**ASSIGNED TASK:** The records that appear below are to be restated word for word.

___ DATA PROVIDED ___

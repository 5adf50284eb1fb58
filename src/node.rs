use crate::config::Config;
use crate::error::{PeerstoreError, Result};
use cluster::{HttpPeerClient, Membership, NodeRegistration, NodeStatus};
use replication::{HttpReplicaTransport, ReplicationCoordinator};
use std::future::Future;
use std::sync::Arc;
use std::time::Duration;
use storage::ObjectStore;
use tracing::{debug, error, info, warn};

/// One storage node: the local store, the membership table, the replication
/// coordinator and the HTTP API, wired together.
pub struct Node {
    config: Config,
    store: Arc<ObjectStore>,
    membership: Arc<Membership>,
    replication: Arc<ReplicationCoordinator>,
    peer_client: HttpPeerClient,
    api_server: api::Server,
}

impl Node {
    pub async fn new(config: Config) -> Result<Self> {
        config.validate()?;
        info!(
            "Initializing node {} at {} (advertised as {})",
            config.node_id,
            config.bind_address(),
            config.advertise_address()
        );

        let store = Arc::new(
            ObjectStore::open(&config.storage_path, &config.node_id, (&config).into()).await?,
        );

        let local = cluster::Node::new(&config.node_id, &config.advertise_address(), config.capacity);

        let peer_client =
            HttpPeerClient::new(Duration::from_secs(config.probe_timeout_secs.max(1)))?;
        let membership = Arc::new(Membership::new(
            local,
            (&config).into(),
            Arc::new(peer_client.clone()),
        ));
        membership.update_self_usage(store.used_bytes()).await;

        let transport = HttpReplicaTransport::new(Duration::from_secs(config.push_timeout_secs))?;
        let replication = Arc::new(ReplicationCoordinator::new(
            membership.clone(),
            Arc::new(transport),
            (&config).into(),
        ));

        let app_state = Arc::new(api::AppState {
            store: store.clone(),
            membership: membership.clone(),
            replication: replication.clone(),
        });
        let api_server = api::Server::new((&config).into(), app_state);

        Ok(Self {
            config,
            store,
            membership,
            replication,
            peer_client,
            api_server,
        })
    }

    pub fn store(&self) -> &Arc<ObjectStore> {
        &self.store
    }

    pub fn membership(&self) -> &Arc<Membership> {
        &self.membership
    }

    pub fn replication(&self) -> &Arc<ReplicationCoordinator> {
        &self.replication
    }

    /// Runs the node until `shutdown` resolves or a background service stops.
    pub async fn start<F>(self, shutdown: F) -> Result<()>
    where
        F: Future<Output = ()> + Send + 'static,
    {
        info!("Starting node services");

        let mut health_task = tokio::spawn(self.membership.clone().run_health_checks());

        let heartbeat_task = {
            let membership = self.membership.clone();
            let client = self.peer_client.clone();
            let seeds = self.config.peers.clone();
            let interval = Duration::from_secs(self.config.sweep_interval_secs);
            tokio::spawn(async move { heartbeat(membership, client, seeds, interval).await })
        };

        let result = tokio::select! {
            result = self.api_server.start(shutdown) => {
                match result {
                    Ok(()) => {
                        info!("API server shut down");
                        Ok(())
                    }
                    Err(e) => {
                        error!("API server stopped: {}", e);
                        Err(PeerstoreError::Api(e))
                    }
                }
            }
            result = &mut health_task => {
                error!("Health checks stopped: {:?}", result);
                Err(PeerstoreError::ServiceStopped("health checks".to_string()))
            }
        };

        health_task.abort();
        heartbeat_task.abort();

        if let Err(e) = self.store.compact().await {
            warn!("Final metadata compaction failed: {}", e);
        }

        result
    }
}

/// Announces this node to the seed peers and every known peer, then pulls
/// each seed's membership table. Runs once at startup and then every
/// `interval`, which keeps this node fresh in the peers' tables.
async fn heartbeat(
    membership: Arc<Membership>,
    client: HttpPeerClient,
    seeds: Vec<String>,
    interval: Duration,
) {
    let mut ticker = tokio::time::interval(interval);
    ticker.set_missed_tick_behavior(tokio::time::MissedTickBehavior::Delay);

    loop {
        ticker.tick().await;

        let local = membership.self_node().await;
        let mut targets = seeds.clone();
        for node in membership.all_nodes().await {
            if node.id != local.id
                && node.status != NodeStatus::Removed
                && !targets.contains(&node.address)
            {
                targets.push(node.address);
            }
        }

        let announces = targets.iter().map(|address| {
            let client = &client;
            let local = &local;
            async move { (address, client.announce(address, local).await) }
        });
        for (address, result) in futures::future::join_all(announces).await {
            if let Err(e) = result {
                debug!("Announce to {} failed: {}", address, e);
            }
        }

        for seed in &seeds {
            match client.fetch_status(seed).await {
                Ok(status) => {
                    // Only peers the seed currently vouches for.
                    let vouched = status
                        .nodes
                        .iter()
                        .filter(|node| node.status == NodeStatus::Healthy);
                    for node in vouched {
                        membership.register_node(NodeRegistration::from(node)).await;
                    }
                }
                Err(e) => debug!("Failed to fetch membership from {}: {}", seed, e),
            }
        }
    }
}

___

**EXERCISE RESULT:**
repository 5adf50284eb1fb58
filename src/node.rs
use crate::config::Config;
use crate::error::{PeerstoreError, Result};
use cluster::{HttpPeerClient, Membership, NodeRegistration, NodeStatus};
use replication::{HttpReplicaTransport, ReplicationCoordinator};
use std::future::Future;
use std::sync::Arc;
use std::time::Duration;
use storage::ObjectStore;
use tracing::{debug, error, info, warn};

/// One storage node: the local store, the membership table, the replication
/// coordinator and the HTTP API, wired together.
pub struct Node {
    config: Config,
    store: Arc<ObjectStore>,
    membership: Arc<Membership>,
    replication: Arc<ReplicationCoordinator>,
    peer_client: HttpPeerClient,
    api_server: api::Server,
}

impl Node {
    pub async fn new(config: Config) -> Result<Self> {
        config.validate()?;
        info!(
            "Initializing node {} at {} (advertised as {})",
            config.node_id,
            config.bind_address(),
            config.advertise_address()
        );

        let store = Arc::new(
            ObjectStore::open(&config.storage_path, &config.node_id, (&config).into()).await?,
        );

        let local = cluster::Node::new(&config.node_id, &config.advertise_address(), config.capacity);

        let peer_client =
            HttpPeerClient::new(Duration::from_secs(config.probe_timeout_secs.max(1)))?;
        let membership = Arc::new(Membership::new(
            local,
            (&config).into(),
            Arc::new(peer_client.clone()),
        ));
        membership.update_self_usage(store.used_bytes()).await;

        let transport = HttpReplicaTransport::new(Duration::from_secs(config.push_timeout_secs))?;
        let replication = Arc::new(ReplicationCoordinator::new(
            membership.clone(),
            Arc::new(transport),
            (&config).into(),
        ));

        let app_state = Arc::new(api::AppState {
            store: store.clone(),
            membership: membership.clone(),
            replication: replication.clone(),
        });
        let api_server = api::Server::new((&config).into(), app_state);

        Ok(Self {
            config,
            store,
            membership,
            replication,
            peer_client,
            api_server,
        })
    }

    pub fn store(&self) -> &Arc<ObjectStore> {
        &self.store
    }

    pub fn membership(&self) -> &Arc<Membership> {
        &self.membership
    }

    pub fn replication(&self) -> &Arc<ReplicationCoordinator> {
        &self.replication
    }

    /// Runs the node until `shutdown` resolves or a background service stops.
    pub async fn start<F>(self, shutdown: F) -> Result<()>
    where
        F: Future<Output = ()> + Send + 'static,
    {
        info!("Starting node services");

        let mut health_task = tokio::spawn(self.membership.clone().run_health_checks());

        let heartbeat_task = {
            let membership = self.membership.clone();
            let client = self.peer_client.clone();
            let seeds = self.config.peers.clone();
            let interval = Duration::from_secs(self.config.sweep_interval_secs);
            tokio::spawn(async move { heartbeat(membership, client, seeds, interval).await })
        };

        let result = tokio::select! {
            result = self.api_server.start(shutdown) => {
                match result {
                    Ok(()) => {
                        info!("API server shut down");
                        Ok(())
                    }
                    Err(e) => {
                        error!("API server stopped: {}", e);
                        Err(PeerstoreError::Api(e))
                    }
                }
            }
            result = &mut health_task => {
                error!("Health checks stopped: {:?}", result);
                Err(PeerstoreError::ServiceStopped("health checks".to_string()))
            }
        };

        health_task.abort();
        heartbeat_task.abort();

        if let Err(e) = self.store.compact().await {
            warn!("Final metadata compaction failed: {}", e);
        }

        result
    }
}

/// Announces this node to the seed peers and every known peer, then pulls
/// each seed's membership table. Runs once at startup and then every
/// `interval`, which keeps this node fresh in the peers' tables.
async fn heartbeat(
    membership: Arc<Membership>,
    client: HttpPeerClient,
    seeds: Vec<String>,
    interval: Duration,
) {
    let mut ticker = tokio::time::interval(interval);
    ticker.set_missed_tick_behavior(tokio::time::MissedTickBehavior::Delay);

    loop {
        ticker.tick().await;

        let local = membership.self_node().await;
        let mut targets = seeds.clone();
        for node in membership.all_nodes().await {
            if node.id != local.id
                && node.status != NodeStatus::Removed
                && !targets.contains(&node.address)
            {
                targets.push(node.address);
            }
        }

        let announces = targets.iter().map(|address| {
            let client = &client;
            let local = &local;
            async move { (address, client.announce(address, local).await) }
        });
        for (address, result) in futures::future::join_all(announces).await {
            if let Err(e) = result {
                debug!("Announce to {} failed: {}", address, e);
            }
        }

        for seed in &seeds {
            match client.fetch_status(seed).await {
                Ok(status) => {
                    // Only peers the seed currently vouches for.
                    let vouched = status
                        .nodes
                        .iter()
                        .filter(|node| node.status == NodeStatus::Healthy);
                    for node in vouched {
                        membership.register_node(NodeRegistration::from(node)).await;
                    }
                }
                Err(e) => debug!("Failed to fetch membership from {}: {}", seed, e),
            }
        }
    }
}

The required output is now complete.